HOW TO COMPLETE THIS TASK: Within this listing, how many lines carry the string "impl"? State the number only.

GIVEN INFORMATION:
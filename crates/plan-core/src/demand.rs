//! 需求模型

use rust_decimal::Decimal;
use serde::{Deserialize, Serialize};
use std::collections::{BTreeMap, HashMap};

use crate::{ensure_non_negative, Period, PlanError, ProductId, Result};

/// 需求表（產品 → 期間 → 需求數量）
#[derive(Debug, Clone, Default, PartialEq, Serialize, Deserialize)]
pub struct DemandTable {
    entries: HashMap<ProductId, BTreeMap<Period, Decimal>>,
}

impl DemandTable {
    /// 創建空的需求表
    pub fn new() -> Self {
        Self::default()
    }

    /// 設置單一需求（覆蓋既有值）
    pub fn insert(&mut self, product: ProductId, period: Period, quantity: Decimal) -> Result<()> {
        let quantity = ensure_non_negative(quantity, || format!("需求 {}@{}", product, period))?;
        self.entries
            .entry(product)
            .or_default()
            .insert(period, quantity);
        Ok(())
    }

    /// 建構器模式：從 `start` 期起依序設置需求序列
    pub fn with_series(
        mut self,
        product: impl Into<ProductId>,
        start: Period,
        quantities: &[Decimal],
    ) -> Result<Self> {
        let product = product.into();
        for (offset, &quantity) in quantities.iter().enumerate() {
            let index = u32::try_from(offset)
                .ok()
                .and_then(|offset| start.0.checked_add(offset))
                .ok_or_else(|| {
                    PlanError::InvalidHorizon(format!(
                        "{} 的需求序列自 {} 起超出期間範圍",
                        product, start
                    ))
                })?;
            self.insert(product.clone(), Period(index), quantity)?;
        }
        Ok(self)
    }

    /// 查詢需求
    pub fn get(&self, product: &ProductId, period: Period) -> Option<Decimal> {
        self.entries.get(product)?.get(&period).copied()
    }

    /// 查詢需求，缺少時回傳 [`PlanError::MissingDemand`]
    pub fn require(&self, product: &ProductId, period: Period) -> Result<Decimal> {
        self.get(product, period).ok_or_else(|| PlanError::MissingDemand {
            product: product.to_string(),
            period: period.index(),
        })
    }

    /// 有需求記錄的產品
    pub fn products(&self) -> impl Iterator<Item = &ProductId> {
        self.entries.keys()
    }

    /// 某產品的總需求
    pub fn total_for(&self, product: &ProductId) -> Decimal {
        self.entries
            .get(product)
            .map(|series| series.values().copied().sum())
            .unwrap_or(Decimal::ZERO)
    }
}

EXPECTED OUTPUT: 3